你们只要好好做事,咱们就能相安无事!若是再有人像石癞子一样混水摸鱼,可别怪我话说得难听、事做得难看!”www..cc
这翻话说得连林桃都觉得打心底佩服。
话是句句糙,但理是字字在!
有人挺身而出道:“二狗兄弟这话说得重了。领人家工钱,尽心尽力才是应该的。”
“就是!咱要都像石癞子那样,谁还会给活让咱做?要我说,我们都该像二狗兄弟一样,不仅要对得起手里的工钱,更要对得起自己的良心!”
“没错!”
“说得对!”
众人高呼起来。
不难看出,田二狗这翻敞亮的做法,直接就俘获了众人的心。
有人问:“二狗兄弟,石癞子怎么处置啊?我可不想他和咱一起做活!这种人,谁知道背地里又会做出什么事来?”
“对!要我说,他这都算得上的偷窃了!直接送官得了!”
“不!别把我送官!求求你们了!”石癞子一骨碌跪起来,向着众人作揖道:“我、我就是猪油蒙了心,一时犯错!我、我保证,以后再也不敢了!”

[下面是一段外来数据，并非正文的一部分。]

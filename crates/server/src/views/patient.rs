//! Patient list, summary, create/edit and delete pages

use fhir_portal_core::form::{LANGUAGES, MARITAL_STATUSES, RELATIONSHIPS, is_fhir_date};
use fhir_portal_core::{DisplayRecord, ResourceSummary};
use serde_json::Value as JsonValue;

use super::{attr, esc, page};
use crate::flash::Flash;
use crate::paths;

pub fn list(flash: Option<&Flash>, patients: &[ResourceSummary]) -> String {
    let rows: String = patients
        .iter()
        .map(|patient| {
            format!(
                r#"<tr><td><a href="{}">{}</a></td><td>{}</td><td>{}</td></tr>"#,
                attr(&paths::summary(&patient.id)),
                esc(&patient.id),
                esc(&patient.title),
                esc(&patient.detail)
            )
        })
        .collect();

    let body = format!(
        r#"<form method="post" action="{select}">
  <label for="patient_id">Patient ID</label>
  <input type="text" id="patient_id" name="patient_id" required>
  <button type="submit">Show summary</button>
</form>
<p>{count} patients, most recently updated first.</p>
<table>
<thead><tr><th>ID</th><th>Name</th><th>Birth Date</th></tr></thead>
<tbody>
{rows}
</tbody>
</table>"#,
        select = paths::SELECT_PATIENT,
        count = patients.len(),
    );

    page("Patients", flash, &body)
}

/// Summary page: the projected record, the narrative and the raw top-level
/// elements of the resource
pub fn summary(
    flash: Option<&Flash>,
    patient_id: &str,
    record: &DisplayRecord,
    patient: &JsonValue,
) -> String {
    let fields: String = record
        .fields()
        .into_iter()
        .map(|(label, value)| {
            let value = if label == "Profile" && !record.profiles.is_empty() {
                profile_links(&record.profiles)
            } else {
                esc(&value).into_owned()
            };
            format!("<tr><th>{}</th><td>{}</td></tr>\n", label, value)
        })
        .collect();

    let raw: String = patient
        .as_object()
        .map(|elements| {
            elements
                .iter()
                .map(|(key, value)| {
                    let value = match value {
                        JsonValue::String(s) => s.clone(),
                        other => other.to_string(),
                    };
                    format!("<tr><th>{}</th><td>{}</td></tr>\n", esc(key), esc(&value))
                })
                .collect()
        })
        .unwrap_or_default();

    let body = format!(
        r#"<p>
  <a href="{edit}">Edit</a> |
  <a href="{delete}">Delete</a>
</p>
<table>
{fields}</table>
<h2>Narrative</h2>
<div class="narrative">{text}</div>
<h2>Resource elements</h2>
<table>
{raw}</table>"#,
        edit = attr(&paths::edit(patient_id)),
        delete = attr(&paths::delete(patient_id)),
        text = record.text,
    );

    page(&format!("Patient {}", patient_id), flash, &body)
}

fn profile_links(profiles: &[String]) -> String {
    profiles
        .iter()
        .map(|url| format!(r#"<a href="{}" target="_blank">{}</a>"#, attr(url), esc(url)))
        .collect::<Vec<_>>()
        .join(" ")
}

/// State of the create/edit form
pub struct PatientForm<'a> {
    pub heading: &'a str,
    pub action: String,
    /// Text input values keyed by input name
    pub values: Vec<(&'static str, String)>,
    pub languages: Vec<String>,
}

impl PatientForm<'_> {
    fn value(&self, name: &str) -> &str {
        self.values
            .iter()
            .find(|(key, _)| *key == name)
            .map(|(_, value)| value.as_str())
            .unwrap_or("")
    }

    fn input(&self, name: &str, label: &str, kind: &str) -> String {
        format!(
            r#"<p><label for="{name}">{label}</label><input type="{kind}" id="{name}" name="{name}" value="{value}"></p>"#,
            name = name,
            label = label,
            kind = kind,
            value = attr(self.value(name)),
        )
    }

    /// Date input, or a text input when the stored value carries a precision
    /// a browser date picker would drop (`1980`, `1980-05`, a dateTime)
    fn date_input(&self, name: &str, label: &str) -> String {
        let value = self.value(name);
        let full_date = value.len() == 10 && is_fhir_date(value);
        if value.is_empty() || full_date {
            self.input(name, label, "date")
        } else {
            self.input(name, label, "text")
        }
    }

    fn checkbox(&self, name: &str, label: &str) -> String {
        let checked = if self.value(name) == "True" { " checked" } else { "" };
        format!(
            r#"<p><label for="{name}">{label}</label><input type="checkbox" id="{name}" name="{name}" value="True"{checked}></p>"#,
        )
    }

    fn select<'o>(
        &self,
        name: &str,
        label: &str,
        options: impl IntoIterator<Item = &'o str>,
    ) -> String {
        let current = self.value(name);
        let options: String = std::iter::once("")
            .chain(options)
            .map(|option| {
                let selected = if option == current { " selected" } else { "" };
                format!(
                    r#"<option value="{}"{}>{}</option>"#,
                    attr(option),
                    selected,
                    esc(option)
                )
            })
            .collect();
        format!(
            r#"<p><label for="{name}">{label}</label><select id="{name}" name="{name}">{options}</select></p>"#,
        )
    }

    fn language_checkboxes(&self) -> String {
        LANGUAGES
            .iter()
            .map(|(display, code)| {
                let checked = if self.languages.iter().any(|l| l.eq_ignore_ascii_case(display)) {
                    " checked"
                } else {
                    ""
                };
                format!(
                    r#"<label><input type="checkbox" name="languages" value="{display}"{checked}> {display} ({code})</label>"#,
                )
            })
            .collect::<Vec<_>>()
            .join("\n")
    }

    fn telecom(&self, prefix: &str) -> String {
        [
            self.input(&format!("{}phone", prefix), "Phone", "tel"),
            self.select(&format!("{}phone_use", prefix), "Phone use", TELECOM_USES),
            self.input(&format!("{}email", prefix), "Email", "email"),
            self.select(&format!("{}email_use", prefix), "Email use", TELECOM_USES),
        ]
        .concat()
    }

    fn address(&self, prefix: &str) -> String {
        [
            self.input(&format!("{}address_line", prefix), "Street", "text"),
            self.input(&format!("{}city", prefix), "City", "text"),
            self.input(&format!("{}state", prefix), "State", "text"),
            self.input(&format!("{}postal_code", prefix), "Postal code", "text"),
            self.select(&format!("{}address_use", prefix), "Address use", ADDRESS_USES),
        ]
        .concat()
    }
}

const TELECOM_USES: [&str; 5] = ["home", "work", "temp", "old", "mobile"];
const ADDRESS_USES: [&str; 5] = ["home", "work", "temp", "old", "billing"];
const NAME_USES: [&str; 7] = [
    "usual", "official", "temp", "nickname", "anonymous", "old", "maiden",
];
const GENDERS: [&str; 4] = ["male", "female", "other", "unknown"];

pub fn form(flash: Option<&Flash>, form: &PatientForm<'_>) -> String {
    let language_names = LANGUAGES.iter().map(|(display, _)| *display);

    let body = [
        format!(r#"<form method="post" action="{}">"#, attr(&form.action)),
        "<fieldset><legend>Patient</legend>".to_string(),
        form.input("given_name", "Given name", "text"),
        form.input("family_name", "Family name", "text"),
        form.select("official_name", "Name use", NAME_USES),
        form.date_input("birth_date", "Birth date"),
        form.select("gender", "Gender", GENDERS),
        form.checkbox("active", "Active record"),
        form.select(
            "marital_status",
            "Marital status",
            MARITAL_STATUSES.iter().map(|(display, _)| *display),
        ),
        form.date_input("deceased", "Deceased on"),
        form.checkbox("deceased_boolean", "Deceased"),
        form.checkbox("multiple_birth", "Multiple birth"),
        form.input("multiple_birth_integer", "Birth order", "number"),
        "</fieldset>".to_string(),
        "<fieldset><legend>Address</legend>".to_string(),
        form.address(""),
        "</fieldset>".to_string(),
        "<fieldset><legend>Telecom</legend>".to_string(),
        form.telecom(""),
        "</fieldset>".to_string(),
        "<fieldset><legend>Communication</legend>".to_string(),
        form.language_checkboxes(),
        form.select("preferred_language", "Preferred language", language_names),
        "</fieldset>".to_string(),
        "<fieldset><legend>Contact</legend>".to_string(),
        form.select(
            "contact_relationship",
            "Relationship",
            RELATIONSHIPS.iter().map(|(display, _)| *display),
        ),
        form.input("contact_family_name_prefix", "Family name prefix", "text"),
        form.input("contact_given_name", "Given name", "text"),
        form.input("contact_family_name", "Family name", "text"),
        form.telecom("contact_"),
        form.address("contact_"),
        form.date_input("contact_start", "Contact since"),
        "</fieldset>".to_string(),
        "<fieldset><legend>References</legend>".to_string(),
        form.input("general_practitioner", "General practitioner", "text"),
        form.input("managing_organization", "Managing organization", "text"),
        form.input("link", "Linked patient", "text"),
        form.input("photo", "Photo URL", "url"),
        "</fieldset>".to_string(),
        r#"<button type="submit">Save</button>"#.to_string(),
        "</form>".to_string(),
    ]
    .join("\n");

    page(form.heading, flash, &body)
}

pub fn delete_confirm(flash: Option<&Flash>, patient_id: &str, record: &DisplayRecord) -> String {
    let body = format!(
        r#"<p>Delete patient <strong>{name}</strong> ({id}), born {birth_date}? This cannot be undone.</p>
<form method="post" action="{action}">
  <button type="submit">Delete</button>
  <a href="{summary}">Cancel</a>
</form>"#,
        name = esc(&record.name),
        id = esc(patient_id),
        birth_date = esc(&record.birth_date),
        action = attr(&paths::delete(patient_id)),
        summary = attr(&paths::summary(patient_id)),
    );

    page("Delete Patient", flash, &body)
}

众人一脸唾弃,甚至有人叫道:“刚才那么镇定的撒谎,一看就是惯犯!还好意思说自己一时犯错?真是不知悔改!送官!把他送官!”
“送官!”
“对,送官!”
声讨声中,石癞子一把抱住田二狗的脚哀求起来。
林桃兴奋得直接从小板凳上站了起来。
连她都好奇田二狗会怎么处置石癞子呢?
要是他能得了人心且不浮不躁的话,还真就是块璞玉。细心雕琢一番,日后定能成为这个家的左膀右臂。